My Venus transit experience – South Island, New Zealand
The neighbours must have thought I was a bit odd; for the last few weeks, each of my days off work I’d been at the end of the garden pointing a telescope with a bunch of tinfoil taped to it up into the bright sunny sky. Getting ready for the Venus transit, I had high hopes for clear skies. In fact every practice day was absolutely perfect conditions. Plus I knew if it happened to be cloudy, I could drive somewhere else.
Then a week ago my car died, doh! Repairing it would cost more than what the car was worth. So I REALLY had to hope for clear skies here! Then possible reports of snow came in, double doh!! Waking up today, I looked outside and saw nothing but white. Snow covering the ground, snow falling from the sky, and white clouds no doubt full of more snow up above. Crap!!!
Many roads around the South Island here in New Zealand were closed, but I found a traffic camera online that showed blue sky several hours south of where I live. Being able to borrow Mum’s car, after calling to check that road was in fact open, I piled everything into the car and set off. My Meade 8” LX200 scope lay across the back seat.
Now Mum’s car is rather old. It doesn’t like to start on cold days, it leaks water, and there’s a fine art to using the accelerator. I packed plenty of emergency supplies however, should I get stranded in a blizzard. Braving the slushy roads, I head South with nothing but that patch of blue sky I saw on a traffic camera giving me hope.
After a few hours it was starting to get late in the day, but at last I saw patches of blue sky! I drove further, often looking behind me to try and see if the Sun was still hidden by cloud or not. When it was in a gap, I very quickly setup my telescope on the edge of a dirt road that had more than its fair share of horse poo on the ground.
There was no time for alignment, I just had to attach the camera and push my scope around to quickly locate the sun. Thankfully I located it faster than in any of my practice sessions, and I fired off three shots with my Canon 5D Mark II. I didn’t even have time to adjust the focus, I just hoped it was still in focus from my last session. There would be time to check that in a minute. Or so I thought.
After just two or so minutes, thicker clouds took the sun away once again. More and more clouds came in after that, and the sun never shone through again. I was so lucky I stopped when I did!
Was two or three minutes worth the journey? Totally!! Also before the Sun went back into hiding, I held the filter up to my eyes and with no telescope, could see Venus. As I was driving home I thought more about what I’d seen.
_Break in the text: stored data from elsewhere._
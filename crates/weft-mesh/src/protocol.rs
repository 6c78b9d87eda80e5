//! Wire protocol: graph topology chunked into bounded transport messages.
//!
//! `OpDescriptor`/`EdgeDescriptor` mirror `weft_graph::OpNode` with serde
//! derives, keeping weft-graph dependency-free. A finalized subgraph
//! serializes once into an ordered sequence of `GraphChunk`s that is
//! shared verbatim by every worker; edges are recorded by position in the
//! serialization order, so reassembly must reproduce that order exactly.

use serde::{Deserialize, Serialize};
use weft_graph::{DeviceId, OpGraph, OpId, OpKind, OpMeta, OpNode};

use crate::error::DistError;

/// Protocol version. Incremented on breaking wire format changes.
pub const PROTOCOL_VERSION: u32 = 1;

/// Maximum operation descriptors per transport chunk.
pub const OPS_PER_CHUNK: usize = 10;

/// Wire mirror of `OpKind`.
#[derive(Clone, Copy, Debug, PartialEq, Eq, Serialize, Deserialize)]
pub enum WireKind {
    Parameter,
    Constant(u64),
    Add,
    Mul,
    Neg,
    Send,
    Recv,
    Gather,
}

impl WireKind {
    pub fn from_kind(kind: OpKind) -> Self {
        match kind {
            OpKind::Parameter => WireKind::Parameter,
            OpKind::Constant(bits) => WireKind::Constant(bits),
            OpKind::Add => WireKind::Add,
            OpKind::Mul => WireKind::Mul,
            OpKind::Neg => WireKind::Neg,
            OpKind::Send => WireKind::Send,
            OpKind::Recv => WireKind::Recv,
            OpKind::Gather => WireKind::Gather,
        }
    }

    pub fn to_kind(self) -> OpKind {
        match self {
            WireKind::Parameter => OpKind::Parameter,
            WireKind::Constant(bits) => OpKind::Constant(bits),
            WireKind::Add => OpKind::Add,
            WireKind::Mul => OpKind::Mul,
            WireKind::Neg => OpKind::Neg,
            WireKind::Send => OpKind::Send,
            WireKind::Recv => OpKind::Recv,
            WireKind::Gather => OpKind::Gather,
        }
    }
}

/// One operation on the wire: identity, kind, shape, device assignment.
#[derive(Clone, Debug, PartialEq, Serialize, Deserialize)]
pub struct OpDescriptor {
    pub name: String,
    pub kind: WireKind,
    pub shape: Vec<u32>,
    pub device: String,
    /// One entry for single ownership, several for a split output.
    pub device_id: Vec<u32>,
}

/// One argument edge, by position in the serialization order.
#[derive(Clone, Copy, Debug, PartialEq, Eq, Serialize, Deserialize)]
pub struct EdgeDescriptor {
    /// Position of the consuming op.
    pub consumer: u32,
    /// Argument slot on the consumer.
    pub arg: u32,
    /// Position of the producing op.
    pub producer: u32,
}

/// A bounded unit of serialized graph topology.
#[derive(Clone, Debug, PartialEq, Serialize, Deserialize)]
pub struct GraphChunk {
    /// Protocol version for forward compatibility.
    pub version: u32,
    /// At most `OPS_PER_CHUNK` operation descriptors.
    pub ops: Vec<OpDescriptor>,
    /// Edges whose consumer lives in this chunk.
    pub edges: Vec<EdgeDescriptor>,
}

impl GraphChunk {
    /// Serialize to postcard bytes.
    pub fn to_bytes(&self) -> Result<Vec<u8>, postcard::Error> {
        postcard::to_allocvec(self)
    }

    /// Deserialize from postcard bytes.
    pub fn from_bytes(bytes: &[u8]) -> Result<Self, postcard::Error> {
        postcard::from_bytes(bytes)
    }
}

fn descriptor_for(node: &OpNode) -> OpDescriptor {
    let device_id = match &node.meta.device_id {
        DeviceId::Unset => Vec::new(),
        DeviceId::Single(i) => vec![*i],
        DeviceId::Split(ids) => ids.clone(),
    };
    OpDescriptor {
        name: node.name.clone(),
        kind: WireKind::from_kind(node.kind),
        shape: node.shape.clone(),
        device: node.meta.device.clone().unwrap_or_default(),
        device_id,
    }
}

/// Serialize `order` (a closure of reachable nodes) into transport chunks.
///
/// Produces exactly ⌈N / OPS_PER_CHUNK⌉ chunks; concatenating their op
/// lists reproduces `order`. Every argument of every op in `order` must
/// itself be in `order`.
pub fn chunk_graph(graph: &OpGraph, order: &[OpId]) -> Vec<GraphChunk> {
    let mut position = std::collections::HashMap::with_capacity(order.len());
    for (i, &id) in order.iter().enumerate() {
        position.insert(id, i as u32);
    }

    let mut chunks = Vec::with_capacity(order.len().div_ceil(OPS_PER_CHUNK));
    let mut ops = Vec::new();
    let mut edges = Vec::new();

    for (i, &id) in order.iter().enumerate() {
        let node = graph.node(id);
        ops.push(descriptor_for(node));
        for (a, &arg) in node.args.iter().enumerate() {
            edges.push(EdgeDescriptor {
                consumer: i as u32,
                arg: a as u32,
                producer: position[&arg],
            });
        }
        if ops.len() == OPS_PER_CHUNK || i == order.len() - 1 {
            chunks.push(GraphChunk {
                version: PROTOCOL_VERSION,
                ops: std::mem::take(&mut ops),
                edges: std::mem::take(&mut edges),
            });
        }
    }
    chunks
}

/// Reassemble a chunk sequence into an operation graph.
///
/// Two-phase: all ops are inserted first (argument lists empty), then the
/// positional edges are wired up, so an edge may reference a producer that
/// appears later in the stream.
pub fn assemble(chunks: &[GraphChunk]) -> Result<OpGraph, DistError> {
    let mut graph = OpGraph::new();
    let mut ids: Vec<OpId> = Vec::new();

    for chunk in chunks {
        if chunk.version != PROTOCOL_VERSION {
            return Err(DistError::Serde(format!(
                "protocol version mismatch: expected {PROTOCOL_VERSION}, got {}",
                chunk.version
            )));
        }
        for desc in &chunk.ops {
            let device_id = match desc.device_id.as_slice() {
                [] => DeviceId::Unset,
                [i] => DeviceId::Single(*i),
                ids => DeviceId::Split(ids.to_vec()),
            };
            let device = (!desc.device.is_empty()).then(|| desc.device.clone());
            let owners = match (&device, &device_id) {
                (Some(d), DeviceId::Single(i)) => vec![format!("{d}{i}")],
                (Some(d), DeviceId::Split(members)) => {
                    members.iter().map(|i| format!("{d}{i}")).collect()
                }
                _ => Vec::new(),
            };
            ids.push(graph.insert(OpNode {
                name: desc.name.clone(),
                kind: desc.kind.to_kind(),
                args: Vec::new(),
                shape: desc.shape.clone(),
                meta: OpMeta {
                    device,
                    device_id,
                    owners,
                    replaced_by: None,
                    replaces: None,
                },
            }));
        }
    }

    let total = ids.len() as u32;
    for chunk in chunks {
        for edge in &chunk.edges {
            if edge.consumer >= total || edge.producer >= total {
                return Err(DistError::Serde(format!(
                    "edge ({}, {}, {}) references a position past the end of the stream",
                    edge.consumer, edge.arg, edge.producer
                )));
            }
            let consumer = ids[edge.consumer as usize];
            let producer = ids[edge.producer as usize];
            let args = &mut graph.node_mut(consumer).args;
            let slot = edge.arg as usize;
            if args.len() <= slot {
                args.resize(slot + 1, producer);
            }
            args[slot] = producer;
        }
    }

    Ok(graph)
}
To see an entire planet as more than just a twinkle in the night sky with my naked eye (plus filter!) is something no one can repeat for over 100 years. I’m so lucky to have seen it (plus a dose of “slightly crazy determination” helped) and even luckier to have one of only a three shots come out as well as it did…
ISO 1600, 1/1600th Shutter Speed, Baader Solar Film
(Click image for larger - Note: Looks more orange than yellow in non-color managed web browsers)
Thanks!!!! It's fantastic to be able to share it all too.
You're right there, the memories will stay with me forever. And seeing such a thing really gave me much more of a sense of scale to our solar system.
I'm sure I'll try and take better sun shots from time to time as well, to capture those sun spots. Perhaps when I figure out how to actually work stacking programs, lol.
I loved your story telling capabilities! I was holding my breath and felt for you in your car there... yay!
(Might be something worthwhile taking up on cloudy nights: story telling. )
Thanks! And by the way, the image of Saturn in your user pic there looks fantastic. Here's hoping I can catch that one day
This is my solar filter. I put three different types of filter film in there (Baader for viewing, Baader for photography only and one seymour solar film) and I can just open one up at a time. The Seymour film was the darkest, and shutter speeds were too slow for photography. The Baader film was good, but the photography version of it was, as the name suggests, ideal because I could use even an faster shutter speed.